Patients with cerebral infarction pressure injury wounds in our hospital from December 2016 to January 2021 were selected and divided into one study group and one control group based on the simple random number table method. The control group was treated with conventional nursing care (CNC), and the study group was treated with care services based on multidisciplinary collaborative care (MDCC). The Pressure Ulcer Scale for Healing (PUSH), healing effect, Self-Perceived Burden Score (SPBS), and satisfaction with the intervention were calculated before and after 2 and 4 wk of intervention in both groups.

RESULTS

Sixty-two patients were enrolled, and 31 patients were assigned to each group. The results of the interventions were as follows: (1) There was no significant difference between the PUSH scores of the MDCC group (11.19 ± 2.46) and CNC group (12.01 ± 2.79) before the intervention (P > 0.05), and the PUSH scores were lower after 2 and 4 wk of intervention in the MDCC group (6.63 ± 1.97 and 3.11 ± 1.04) than in the CNC group (8.78 ± 2.13 and 4.96 ± 1.35 points) (P < 0.05); (2) The rate of wound healing in the MDCC group (96.77%) was higher than that in the CNC group (80.65%) (P < 0.05); (3) There was no significant difference between the SPBS scores of emotional factors (21.15 ± 3.11), economic factors (9.88 ± 2.15), and physical factors (8.19 ± 2.23) in the two groups before the intervention. The scores of emotional factors (13.51 ± 1.88), economic factors (6.38 ± 1.44), and physical factors (5.37 ± 1.08) were lower in the MDCC group than in the CNC group (16.89 ± 2.05, 7.99 ± 1.68 and 7.06 ± 1.19) after 4 wk of intervention (P < 0.05); and (4) Satisfaction with the intervention was higher in the MDCC group (93.55%) than in the CNC group (74.19%) (P < 0.05).

CONCLUSION

Interventions for patients with cerebral infarction pressure wounds based on an MDCC treatment team can effectively reduce patients' self-perceived burden, improve pressure wound conditions, facilitate wound healing, and increase patient satisfaction with the intervention.

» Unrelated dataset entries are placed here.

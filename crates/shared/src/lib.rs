use serde::{Deserialize, Serialize};

/// Поддерживаемый формат модели
#[derive(Debug, Clone, Copy, PartialEq, Eq, Hash, Serialize, Deserialize)]
#[serde(rename_all = "lowercase")]
pub enum ModelFormat {
    Glb,
    Gltf,
    Stl,
}

impl ModelFormat {
    /// Формат по расширению файла (без учёта регистра)
    pub fn from_extension(ext: &str) -> Option<Self> {
        match ext.to_ascii_lowercase().as_str() {
            "glb" => Some(Self::Glb),
            "gltf" => Some(Self::Gltf),
            "stl" => Some(Self::Stl),
            _ => None,
        }
    }

    /// Короткая метка для бейджа в интерфейсе
    pub fn label(&self) -> &'static str {
        match self {
            Self::Glb => "GLB",
            Self::Gltf => "GLTF",
            Self::Stl => "STL",
        }
    }

    /// Расширения, принимаемые диалогом открытия файла
    pub fn extensions() -> &'static [&'static str] {
        &["glb", "gltf", "stl"]
    }
}

/// Ось плоскости сечения
#[derive(Debug, Clone, Copy, PartialEq, Eq, Default, Serialize, Deserialize)]
#[serde(rename_all = "lowercase")]
pub enum ClipAxis {
    #[default]
    X,
    Y,
    Z,
}

impl ClipAxis {
    /// Единичный базисный вектор оси
    pub fn unit(&self) -> [f32; 3] {
        match self {
            Self::X => [1.0, 0.0, 0.0],
            Self::Y => [0.0, 1.0, 0.0],
            Self::Z => [0.0, 0.0, 1.0],
        }
    }

    pub fn label(&self) -> &'static str {
        match self {
            Self::X => "X",
            Self::Y => "Y",
            Self::Z => "Z",
        }
    }

    pub fn all() -> &'static [ClipAxis] {
        &[Self::X, Self::Y, Self::Z]
    }
}

/// Пресет окружения. Ядро его не интерпретирует, только передаёт рендереру.
#[derive(Debug, Clone, Copy, PartialEq, Eq, Default, Serialize, Deserialize)]
#[serde(rename_all = "lowercase")]
pub enum EnvironmentPreset {
    #[default]
    Sunset,
    Dawn,
    Night,
    Warehouse,
    Forest,
    Apartment,
    Studio,
    City,
    Park,
    Lobby,
}

impl EnvironmentPreset {
    pub fn all() -> &'static [EnvironmentPreset] {
        &[
            Self::Sunset,
            Self::Dawn,
            Self::Night,
            Self::Warehouse,
            Self::Forest,
            Self::Apartment,
            Self::Studio,
            Self::City,
            Self::Park,
            Self::Lobby,
        ]
    }

    pub fn display_name(&self) -> &'static str {
        match self {
            Self::Sunset => "Sunset",
            Self::Dawn => "Dawn",
            Self::Night => "Night",
            Self::Warehouse => "Warehouse",
            Self::Forest => "Forest",
            Self::Apartment => "Apartment",
            Self::Studio => "Studio",
            Self::City => "City",
            Self::Park => "Park",
            Self::Lobby => "Lobby",
        }
    }
}

/// Допустимый диапазон смещения плоскости сечения
pub const CLIP_OFFSET_MIN: f32 = -5.0;
pub const CLIP_OFFSET_MAX: f32 = 5.0;
/// Шаг ползунка смещения
pub const CLIP_OFFSET_STEP: f32 = 0.1;

/// Значения панели управления, которые потребляет ядро просмотрщика
#[derive(Debug, Clone, PartialEq, Serialize, Deserialize)]
pub struct ViewerControls {
    pub wireframe: bool,
    pub environment: EnvironmentPreset,
    pub clip_axis: ClipAxis,
    pub clip_offset: f32,
    pub clip_enabled: bool,
    pub highlight_enabled: bool,
}

impl Default for ViewerControls {
    fn default() -> Self {
        Self {
            wireframe: false,
            environment: EnvironmentPreset::default(),
            clip_axis: ClipAxis::X,
            clip_offset: 0.0,
            clip_enabled: false,
            highlight_enabled: false,
        }
    }
}

/// Размер файла в читаемом виде: "0 Bytes", "1.5 KB", "2 MB"
pub fn format_file_size(bytes: u64) -> String {
    if bytes == 0 {
        return "0 Bytes".to_string();
    }
    const UNITS: [&str; 4] = ["Bytes", "KB", "MB", "GB"];
    let k = 1024_f64;
    let b = bytes as f64;
    let i = ((b.ln() / k.ln()).floor() as usize).min(UNITS.len() - 1);
    let value = b / k.powi(i as i32);
    let rounded = format!("{value:.2}");
    let trimmed = rounded.trim_end_matches('0').trim_end_matches('.');
    format!("{trimmed} {}", UNITS[i])
}
// ── Main GL renderer ─────────────────────────────────────────

pub struct GlRenderer {
    mesh_program: glow::Program,
    line_program: glow::Program,
    grid: Option<GpuLines>,
    /// Cached grid settings to detect changes
    cached_grid_settings: Option<(i32, f32, f32)>,
    placeholder: GpuMesh,
    /// One entry per record, same order as the mesh set
    scene_meshes: Vec<GpuMesh>,
    /// Document the uploaded meshes belong to
    synced_document: Option<DocumentId>,
}

impl GlRenderer {
    pub fn new(gl: &glow::Context) -> Result<Self, String> {
        let mesh_program = compile_program(gl, MESH_VERT, MESH_FRAG)?;
        let line_program = compile_program(gl, LINE_VERT, LINE_FRAG)?;
        let placeholder = upload_mesh(gl, &mesh::cube(1.0, 1.0, 1.0))?;

        Ok(Self {
            mesh_program,
            line_program,
            grid: None,
            cached_grid_settings: None,
            placeholder,
            scene_meshes: Vec::new(),
            synced_document: None,
        })
    }

    /// Update grid mesh based on settings
    pub fn update_grid(&mut self, gl: &glow::Context, settings: &GridSettings) {
        let new_settings = (settings.range, settings.size, settings.opacity);
        if self.cached_grid_settings == Some(new_settings) {
            return;
        }

        if let Some(old) = self.grid.take() {
            delete_lines(gl, &old);
        }

        let grid_data = mesh::grid(settings.range, settings.size, settings.opacity);
        match upload_lines(gl, &grid_data) {
            Ok(lines) => self.grid = Some(lines),
            Err(e) => tracing::error!("Grid upload failed: {e}"),
        }
        self.cached_grid_settings = Some(new_settings);
    }

    /// Re-upload geometry when the displayed document changes.
    /// Display-only changes (color, wireframe, clip) are uniforms and need no upload.
    pub fn sync(&mut self, gl: &glow::Context, scene: &FrameScene) {
        if scene.document == self.synced_document && self.scene_meshes.len() == scene.items.len() {
            return;
        }
        for old in self.scene_meshes.drain(..) {
            delete_mesh(gl, &old);
        }
        for item in &scene.items {
            match upload_mesh(gl, &item.geometry) {
                Ok(m) => self.scene_meshes.push(m),
                Err(e) => {
                    tracing::error!("Mesh upload failed: {e}");
                    break;
                }
            }
        }
        self.synced_document = scene.document;
    }

    /// Render the scene
    pub fn paint(&self, gl: &glow::Context, scene: &FrameScene, params: &RenderParams) {
        let look = environment_look(params.environment);
        let ambient = glam::Vec3::from(look.ambient_tint) * AMBIENT_INTENSITY;
        let light_dir = LIGHT_POSITION.normalize();
        let [x, y, w, h] = params.viewport.map(|v| v as i32);

        unsafe {
            gl.viewport(x, y, w, h);
            gl.scissor(x, y, w, h);
            gl.enable(glow::SCISSOR_TEST);

            gl.clear_color(look.background[0], look.background[1], look.background[2], 1.0);
            gl.clear(glow::COLOR_BUFFER_BIT | glow::DEPTH_BUFFER_BIT);

            gl.enable(glow::DEPTH_TEST);
            gl.depth_func(glow::LESS);
            gl.enable(glow::BLEND);
            gl.blend_func(glow::SRC_ALPHA, glow::ONE_MINUS_SRC_ALPHA);

            // Grid
            gl.use_program(Some(self.line_program));
            set_uniform_mat4(gl, self.line_program, "u_mvp", &params.view_proj);
            if params.grid_visible {
                if let Some(ref grid) = self.grid {
                    draw_lines(gl, grid);
                }
            }

            // Model
            gl.use_program(Some(self.mesh_program));
            set_uniform_mat4(gl, self.mesh_program, "u_mvp", &params.view_proj);
            set_uniform_vec3(gl, self.mesh_program, "u_light_dir", &light_dir);
            set_uniform_vec3(gl, self.mesh_program, "u_ambient", &ambient);
            set_uniform_f32(gl, self.mesh_program, "u_light_intensity", LIGHT_INTENSITY);

            for (item, mesh) in scene.items.iter().zip(&self.scene_meshes) {
                self.draw_styled(gl, mesh, &item.style);
            }

            if params.placeholder {
                self.draw_styled(gl, &self.placeholder, &PLACEHOLDER_STYLE);
            }

            gl.polygon_mode(glow::FRONT_AND_BACK, glow::FILL);
            gl.disable(glow::CULL_FACE);
            gl.disable(glow::BLEND);
            gl.disable(glow::DEPTH_TEST);
            gl.disable(glow::SCISSOR_TEST);
            gl.use_program(None);
        }
    }

    unsafe fn draw_styled(&self, gl: &glow::Context, mesh: &GpuMesh, item: &MeshStyle) {
        let program = self.mesh_program;
        let c = item.color;
        let loc = gl.get_uniform_location(program, "u_color");
        gl.uniform_4_f32(loc.as_ref(), c[0], c[1], c[2], c[3]);

        let plane = item.clip.unwrap_or([0.0; 4]);
        let loc = gl.get_uniform_location(program, "u_clip_plane");
        gl.uniform_4_f32(loc.as_ref(), plane[0], plane[1], plane[2], plane[3]);
        let loc = gl.get_uniform_location(program, "u_clip_enabled");
        gl.uniform_1_i32(loc.as_ref(), item.clip.is_some() as i32);

        if item.double_sided || item.clip.is_some() {
            gl.disable(glow::CULL_FACE);
        } else {
            gl.enable(glow::CULL_FACE);
            gl.cull_face(glow::BACK);
        }
        let mode = if item.wireframe { glow::LINE } else { glow::FILL };
        gl.polygon_mode(glow::FRONT_AND_BACK, mode);

        draw_mesh(gl, mesh);
    }

    pub fn destroy(&mut self, gl: &glow::Context) {
        unsafe {
            gl.delete_program(self.mesh_program);
            gl.delete_program(self.line_program);
        }
        if let Some(grid) = self.grid.take() {
            delete_lines(gl, &grid);
        }
        delete_mesh(gl, &self.placeholder);
        for mesh in self.scene_meshes.drain(..) {
            delete_mesh(gl, &mesh);
        }
    }
}

// ── GPU upload ───────────────────────────────────────────────

fn upload_mesh(gl: &glow::Context, data: &MeshData) -> Result<GpuMesh, String> {
    unsafe {
        let vao = gl.create_vertex_array()?;
        gl.bind_vertex_array(Some(vao));

        let vbo = gl.create_buffer()?;
        gl.bind_buffer(glow::ARRAY_BUFFER, Some(vbo));
        gl.buffer_data_u8_slice(
            glow::ARRAY_BUFFER,
            bytemuck_cast_slice(&data.vertices),
            glow::STATIC_DRAW,
        );

        let stride = (VERTEX_STRIDE * 4) as i32;
        // position: location 0
        gl.enable_vertex_attrib_array(0);
        gl.vertex_attrib_pointer_f32(0, 3, glow::FLOAT, false, stride, 0);
        // normal: location 1
        gl.enable_vertex_attrib_array(1);
        gl.vertex_attrib_pointer_f32(1, 3, glow::FLOAT, false, stride, 3 * 4);

        let ibo = gl.create_buffer()?;
        gl.bind_buffer(glow::ELEMENT_ARRAY_BUFFER, Some(ibo));
        gl.buffer_data_u8_slice(
            glow::ELEMENT_ARRAY_BUFFER,
            bytemuck_cast_slice(&data.indices),
            glow::STATIC_DRAW,
        );

        gl.bind_vertex_array(None);

        Ok(GpuMesh {
            vao,
            vbo,
            ibo,
            index_count: data.indices.len() as i32,
        })
    }
}

fn upload_lines(gl: &glow::Context, data: &LineMeshData) -> Result<GpuLines, String> {
    unsafe {
        let vao = gl.create_vertex_array()?;
        gl.bind_vertex_array(Some(vao));

        let vbo = gl.create_buffer()?;
        gl.bind_buffer(glow::ARRAY_BUFFER, Some(vbo));
        gl.buffer_data_u8_slice(
            glow::ARRAY_BUFFER,
            bytemuck_cast_slice(&data.vertices),
            glow::STATIC_DRAW,
        );

        let stride = 7 * 4; // 7 floats * 4 bytes
        // position: location 0
        gl.enable_vertex_attrib_array(0);
        gl.vertex_attrib_pointer_f32(0, 3, glow::FLOAT, false, stride, 0);
        // color: location 1
        gl.enable_vertex_attrib_array(1);
        gl.vertex_attrib_pointer_f32(1, 4, glow::FLOAT, false, stride, 3 * 4);

        gl.bind_vertex_array(None);

        Ok(GpuLines {
            vao,
            vbo,
            vertex_count: (data.vertices.len() / 7) as i32,
        })
    }
}

fn delete_mesh(gl: &glow::Context, mesh: &GpuMesh) {
    unsafe {
        gl.delete_vertex_array(mesh.vao);
        gl.delete_buffer(mesh.vbo);
        gl.delete_buffer(mesh.ibo);
    }
}

fn delete_lines(gl: &glow::Context, lines: &GpuLines) {
    unsafe {
        gl.delete_vertex_array(lines.vao);
        gl.delete_buffer(lines.vbo);
    }
}

// ── Draw calls ───────────────────────────────────────────────

unsafe fn draw_mesh(gl: &glow::Context, mesh: &GpuMesh) {
    gl.bind_vertex_array(Some(mesh.vao));
    gl.bind_buffer(glow::ELEMENT_ARRAY_BUFFER, Some(mesh.ibo));
    gl.draw_elements(glow::TRIANGLES, mesh.index_count, glow::UNSIGNED_INT, 0);
    gl.bind_vertex_array(None);
}

unsafe fn draw_lines(gl: &glow::Context, lines: &GpuLines) {
    gl.bind_vertex_array(Some(lines.vao));
    gl.draw_arrays(glow::LINES, 0, lines.vertex_count);
    gl.bind_vertex_array(None);
}

// ── Shader compilation ───────────────────────────────────────

fn compile_shader(gl: &glow::Context, kind: u32, src: &str) -> Result<glow::Shader, String> {
    unsafe {
        let shader = gl.create_shader(kind)?;
        gl.shader_source(shader, src);
        gl.compile_shader(shader);
        if !gl.get_shader_compile_status(shader) {
            let log = gl.get_shader_info_log(shader);
            gl.delete_shader(shader);
            tracing::error!("Shader compile error: {log}");
            return Err(log);
        }
        Ok(shader)
    }
}
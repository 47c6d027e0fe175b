use async_trait::async_trait;
use serde_json::Value;
use uuid::Uuid;

pub mod memory;
pub mod predicate;

pub use memory::MemStore;
pub use predicate::{Clause, Predicate};

/// Document collections the backend persists.
#[derive(Debug, Clone, Copy, PartialEq, Eq, Hash)]
pub enum Kind {
    User,
    Retailer,
    Product,
    Offer,
}

/// Sort order applied before the pagination window.
#[derive(Debug, Clone)]
pub struct Sort {
    pub field: &'static str,
    pub descending: bool,
}

impl Sort {
    pub fn newest_first() -> Self {
        Self {
            field: "createdAt",
            descending: true,
        }
    }
}

/// Pagination window applied to `find`.
#[derive(Debug, Clone, Default)]
pub struct Window {
    pub skip: u64,
    pub limit: Option<u64>,
    pub sort: Option<Sort>,
}

#[derive(Debug, thiserror::Error)]
pub enum StoreError {
    /// A unique index rejected the write. This is the race-safety backstop
    /// behind the application-level pre-checks.
    #[error("duplicate value for unique field `{field}`")]
    Duplicate { field: &'static str },
    #[error("{0}")]
    Backend(String),
}

/// Abstract document store. The policy engine, query composer and handlers
/// only ever see this trait; backends are injected through `AppState`.
#[async_trait]
pub trait Store: Send + Sync {
    async fn find(
        &self,
        kind: Kind,
        filter: &Predicate,
        window: &Window,
    ) -> Result<Vec<Value>, StoreError>;

    async fn find_one(&self, kind: Kind, filter: &Predicate) -> Result<Option<Value>, StoreError>;

    async fn count(&self, kind: Kind, filter: &Predicate) -> Result<u64, StoreError>;

    async fn insert(&self, kind: Kind, doc: Value) -> Result<Value, StoreError>;

    /// Shallow-merges `patch` into the stored document. Returns `None` when
    /// the id does not exist.
    async fn update_by_id(
        &self,
        kind: Kind,
        id: Uuid,
        patch: Value,
    ) -> Result<Option<Value>, StoreError>;

    async fn delete_by_id(&self, kind: Kind, id: Uuid) -> Result<Option<Value>, StoreError>;
}
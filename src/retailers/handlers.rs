use axum::{
    extract::{Path, Query, State},
    http::StatusCode,
    routing::get,
    Json, Router,
};
use lazy_static::lazy_static;
use regex::Regex;
use serde_json::{Map, Value};
use time::OffsetDateTime;
use tracing::{info, instrument};
use uuid::Uuid;

use crate::{
    auth::jwt::AuthUser,
    error::ApiError,
    integrity,
    policy::{self, Action, Caller, Identity, ResourceKind, Role},
    query::{self, Page},
    state::AppState,
    store::{Kind, Sort},
};

use super::dto::{
    CreateRetailerRequest, DeletedRetailerResponse, RetailerListParams, RetailerListResponse,
    RetailerPageResponse, RetailerResponse, UpdateRetailerRequest,
};
use super::repo::{self, BusinessType, Retailer};

pub fn routes() -> Router<AppState> {
    Router::new()
        .route("/", get(list_retailers).post(create_retailer))
        .route("/mine", get(my_retailer))
        .route("/search/:query", get(search_retailers))
        .route("/code/:code", get(get_retailer_by_code))
        .route(
            "/:id",
            get(get_retailer)
                .put(update_retailer)
                .delete(delete_retailer),
        )
}

fn is_valid_time(value: &str) -> bool {
    lazy_static! {
        static ref TIME_RE: Regex = Regex::new(r"^([01]?[0-9]|2[0-3]):[0-5][0-9]$").unwrap();
    }
    TIME_RE.is_match(value)
}

fn required(value: Option<String>) -> Result<String, ApiError> {
    value
        .map(|v| v.trim().to_string())
        .filter(|v| !v.is_empty())
        .ok_or_else(|| ApiError::Validation("All required fields must be provided.".into()))
}

fn checked_code(code: &str) -> Result<(), ApiError> {
    if (3..=20).contains(&code.chars().count()) {
        Ok(())
    } else {
        Err(ApiError::Validation(
            "Retailer code must be between 3 and 20 characters.".into(),
        ))
    }
}

fn checked_shop_name(name: &str) -> Result<(), ApiError> {
    if (2..=100).contains(&name.chars().count()) {
        Ok(())
    } else {
        Err(ApiError::Validation(
            "Shop name must be between 2 and 100 characters.".into(),
        ))
    }
}

fn checked_business_type(raw: &str) -> Result<BusinessType, ApiError> {
    BusinessType::parse(raw.trim()).ok_or_else(|| {
        ApiError::Validation(
            "Invalid business type. Use one of: Grocery, Bakery, Salon, Mobile, Electronics, \
             Clothing, Other."
                .into(),
        )
    })
}

fn checked_time(raw: Option<String>, label: &str) -> Result<Option<String>, ApiError> {
    match raw.map(|v| v.trim().to_string()).filter(|v| !v.is_empty()) {
        Some(value) if is_valid_time(&value) => Ok(Some(value)),
        Some(_) => Err(ApiError::Validation(format!(
            "{label} must be in HH:MM format."
        ))),
        None => Ok(None),
    }
}

/// Id-format pass over a denormalized id list. Existence is checked
/// separately, against the store.
fn parsed_ids(raw: Option<Vec<String>>, field: &str) -> Result<Vec<Uuid>, ApiError> {
    let mut ids = Vec::new();
    for (index, value) in raw.unwrap_or_default().iter().enumerate() {
        let id = Uuid::parse_str(value.trim()).map_err(|_| {
            ApiError::Validation(format!("Invalid {field} ID at index {index}."))
        })?;
        ids.push(id);
    }
    Ok(ids)
}

#[instrument(skip(state, payload))]
pub async fn create_retailer(
    State(state): State<AppState>,
    AuthUser(identity): AuthUser,
    Json(payload): Json<CreateRetailerRequest>,
) -> Result<(StatusCode, Json<RetailerResponse>), ApiError> {
    let retailer_code = required(payload.retailer_code)?;
    let shop_name = required(payload.shop_name)?;
    let business_raw = required(payload.business_type)?;
    let description = required(payload.description)?;
    let address = required(payload.address)?;

    let business_type = checked_business_type(&business_raw)?;
    checked_code(&retailer_code)?;
    checked_shop_name(&shop_name)?;
    let opening_time = checked_time(payload.opening_time, "Opening time")?;
    let closing_time = checked_time(payload.closing_time, "Closing time")?;

    // The profile's owner defaults to the caller; naming someone else is an
    // admin-only path, enforced by the policy below.
    let owner_id = match payload.owner_id {
        Some(raw) => Uuid::parse_str(raw.trim())
            .map_err(|_| ApiError::Validation("Invalid owner ID format.".into()))?,
        None => identity.id,
    };
    let products = parsed_ids(payload.products, "product")?;
    let offers = parsed_ids(payload.offers, "offer")?;

    policy::authorize(
        &Caller::from(identity.clone()),
        Action::Create,
        ResourceKind::Retailer,
        Some(owner_id),
    )?;
    integrity::require_retailer_owner(state.store.as_ref(), owner_id).await?;
    integrity::check_id_batch(state.store.as_ref(), Kind::Product, &products, "products").await?;
    integrity::check_id_batch(state.store.as_ref(), Kind::Offer, &offers, "offers").await?;
    integrity::ensure_unique_retailer(
        state.store.as_ref(),
        Some(&shop_name),
        Some(&retailer_code),
        None,
    )
    .await?;

    let retailer = Retailer {
        id: Uuid::new_v4(),
        retailer_code,
        shop_name,
        owner_id,
        business_type,
        description,
        address,
        opening_time,
        closing_time,
        products,
        offers,
        created_at: OffsetDateTime::now_utc(),
    };
    // The store's unique indexes on shopName/retailerCode backstop races.
    let retailer = repo::insert(state.store.as_ref(), &retailer).await?;

    info!(retailer_id = %retailer.id, owner_id = %owner_id, "retailer created");
    Ok((
        StatusCode::CREATED,
        Json(RetailerResponse {
            success: true,
            message: Some("Retailer created".into()),
            retailer,
        }),
    ))
}

#[instrument(skip(state))]
pub async fn list_retailers(
    State(state): State<AppState>,
    AuthUser(identity): AuthUser,
    Query(params): Query<RetailerListParams>,
) -> Result<Json<RetailerPageResponse>, ApiError> {
    policy::authorize(
        &Caller::from(identity),
        Action::Read,
        ResourceKind::Retailer,
        None,
    )?;

    let filter = query::retailer_filter(
        params.business_type.as_deref(),
        params.owner_id.as_deref(),
        params.q.as_deref(),
    );
    let page = Page::from_raw(params.page.as_deref(), params.limit.as_deref());

    let total = repo::total(state.store.as_ref(), &filter).await?;
    let data = repo::list(
        state.store.as_ref(),
        &filter,
        &page.window_sorted(Sort::newest_first()),
    )
    .await?;

    Ok(Json(RetailerPageResponse {
        success: true,
        page: page.page,
        limit: page.limit,
        total,
        pages: page.pages(total),
        count: data.len(),
        data,
    }))
}

#[instrument(skip(state))]
pub async fn get_retailer(
    State(state): State<AppState>,
    AuthUser(identity): AuthUser,
    Path(id): Path<Uuid>,
) -> Result<Json<RetailerResponse>, ApiError> {
    policy::authorize(
        &Caller::from(identity),
        Action::Read,
        ResourceKind::Retailer,
        None,
    )?;
    let retailer = repo::find_by_id(state.store.as_ref(), id)
        .await?
        .ok_or_else(|| ApiError::NotFound("Retailer not found.".into()))?;
    Ok(Json(RetailerResponse {
        success: true,
        message: None,
        retailer,
    }))
}

#[instrument(skip(state))]
pub async fn get_retailer_by_code(
    State(state): State<AppState>,
    AuthUser(identity): AuthUser,
    Path(code): Path<String>,
) -> Result<Json<RetailerResponse>, ApiError> {
    policy::authorize(
        &Caller::from(identity),
        Action::Read,
        ResourceKind::Retailer,
        None,
    )?;
    let retailer = repo::find_by_code(state.store.as_ref(), code.trim())
        .await?
        .ok_or_else(|| ApiError::NotFound("Retailer not found.".into()))?;
    Ok(Json(RetailerResponse {
        success: true,
        message: None,
        retailer,
    }))
}

#[instrument(skip(state))]
pub async fn search_retailers(
    State(state): State<AppState>,
    AuthUser(identity): AuthUser,
    Path(search): Path<String>,
) -> Result<Json<RetailerListResponse>, ApiError> {
    policy::authorize(
        &Caller::from(identity),
        Action::Read,
        ResourceKind::Retailer,
        None,
    )?;
    let filter = query::retailer_search(search.trim());
    let retailers = repo::list(state.store.as_ref(), &filter, &Default::default()).await?;
    if retailers.is_empty() {
        return Err(ApiError::NotFound("No matching retailers found.".into()));
    }
    Ok(Json(RetailerListResponse {
        success: true,
        count: retailers.len(),
        retailers,
    }))
}

#[instrument(skip(state))]
pub async fn my_retailer(
    State(state): State<AppState>,
    AuthUser(identity): AuthUser,
) -> Result<Json<RetailerResponse>, ApiError> {
    let retailer = repo::find_by_owner(state.store.as_ref(), identity.id)
        .await?
        .ok_or_else(|| ApiError::NotFound("No retailer profile found for this user.".into()))?;
    Ok(Json(RetailerResponse {
        success: true,
        message: None,
        retailer,
    }))
}

/// Validates an update payload field by field and assembles the patch. Only
/// fields actually present in the request land in the patch.
async fn build_patch(
    state: &AppState,
    identity: &Identity,
    existing: &Retailer,
    payload: UpdateRetailerRequest,
) -> Result<Value, ApiError> {
    let mut patch = Map::new();

    if let Some(code) = payload.retailer_code {
        let code = code.trim().to_string();
        checked_code(&code)?;
        patch.insert("retailerCode".into(), Value::String(code));
    }
    if let Some(name) = payload.shop_name {
        let name = name.trim().to_string();
        checked_shop_name(&name)?;
        patch.insert("shopName".into(), Value::String(name));
    }
    if let Some(raw) = payload.business_type {
        let bt = checked_business_type(&raw)?;
        patch.insert("businessType".into(), Value::String(bt.as_str().into()));
    }
    if let Some(description) = payload.description {
        patch.insert("description".into(), Value::String(description));
    }
    if let Some(address) = payload.address {
        patch.insert("address".into(), Value::String(address));
    }
    if let Some(time) = checked_time(payload.opening_time, "Opening time")? {
        patch.insert("openingTime".into(), Value::String(time));
    }
    if let Some(time) = checked_time(payload.closing_time, "Closing time")? {
        patch.insert("closingTime".into(), Value::String(time));
    }

    if let Some(raw) = payload.owner_id {
        let owner = Uuid::parse_str(raw.trim())
            .map_err(|_| ApiError::Validation("Invalid owner ID format.".into()))?;
        if owner != existing.owner_id {
            if identity.role != Role::Admin {
                return Err(ApiError::Authorization(
                    "Only admins may reassign ownership.".into(),
                ));
            }
            integrity::require_retailer_owner(state.store.as_ref(), owner).await?;
            patch.insert("ownerId".into(), Value::String(owner.to_string()));
        }
    }

    if let Some(raw) = payload.products {
        let ids = parsed_ids(Some(raw), "product")?;
        integrity::check_id_batch(state.store.as_ref(), Kind::Product, &ids, "products").await?;
        patch.insert("products".into(), serde_json::to_value(ids)?);
    }
    if let Some(raw) = payload.offers {
        let ids = parsed_ids(Some(raw), "offer")?;
        integrity::check_id_batch(state.store.as_ref(), Kind::Offer, &ids, "offers").await?;
        patch.insert("offers".into(), serde_json::to_value(ids)?);
    }

    Ok(Value::Object(patch))
}

#[instrument(skip(state, payload))]
pub async fn update_retailer(
    State(state): State<AppState>,
    AuthUser(identity): AuthUser,
    Path(id): Path<Uuid>,
    Json(payload): Json<UpdateRetailerRequest>,
) -> Result<Json<RetailerResponse>, ApiError> {
    // Existence first, so probing a missing id yields 404 before 403.
    let existing = repo::find_by_id(state.store.as_ref(), id)
        .await?
        .ok_or_else(|| ApiError::NotFound("Retailer not found.".into()))?;
    policy::authorize(
        &Caller::from(identity.clone()),
        Action::Update,
        ResourceKind::Retailer,
        Some(existing.owner_id),
    )?;

    let patch = build_patch(&state, &identity, &existing, payload).await?;
    let shop_name = patch.get("shopName").and_then(Value::as_str);
    let retailer_code = patch.get("retailerCode").and_then(Value::as_str);
    integrity::ensure_unique_retailer(state.store.as_ref(), shop_name, retailer_code, Some(id))
        .await?;

    let retailer = repo::update(state.store.as_ref(), id, patch)
        .await?
        .ok_or_else(|| ApiError::NotFound("Retailer not found.".into()))?;

    info!(retailer_id = %id, "retailer updated");
    Ok(Json(RetailerResponse {
        success: true,
        message: Some("Retailer updated".into()),
        retailer,
    }))
}

#[instrument(skip(state))]
pub async fn delete_retailer(
    State(state): State<AppState>,
    AuthUser(identity): AuthUser,
    Path(id): Path<Uuid>,
) -> Result<Json<DeletedRetailerResponse>, ApiError> {
    let existing = repo::find_by_id(state.store.as_ref(), id)
        .await?
        .ok_or_else(|| ApiError::NotFound("Retailer not found.".into()))?;
    policy::authorize(
        &Caller::from(identity),
        Action::Delete,
        ResourceKind::Retailer,
        Some(existing.owner_id),
    )?;

    repo::delete(state.store.as_ref(), id).await?;
    info!(retailer_id = %id, "retailer deleted");
    Ok(Json(DeletedRetailerResponse {
        success: true,
        message: "Retailer deleted".into(),
        id,
    }))
}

Keywords: Multidisciplinary collaborative treatment team, Pressure injury wounds from cerebral infarction, Pressure Ulcer Scale for Healing score, Self-Perceived Burden Score, Healing effect

Core Tip: Pressure injury is a serious threat to patient life and health, as it not only aggravates their condition and increases their pain, but also prolongs their hospital stay; it also increases their medical burden, and can lead to infections and other adverse events. This study clarified the value of multidisciplinary collaborative team-based care services in patients with cerebral infarction pressure injury wounds, using selected patients.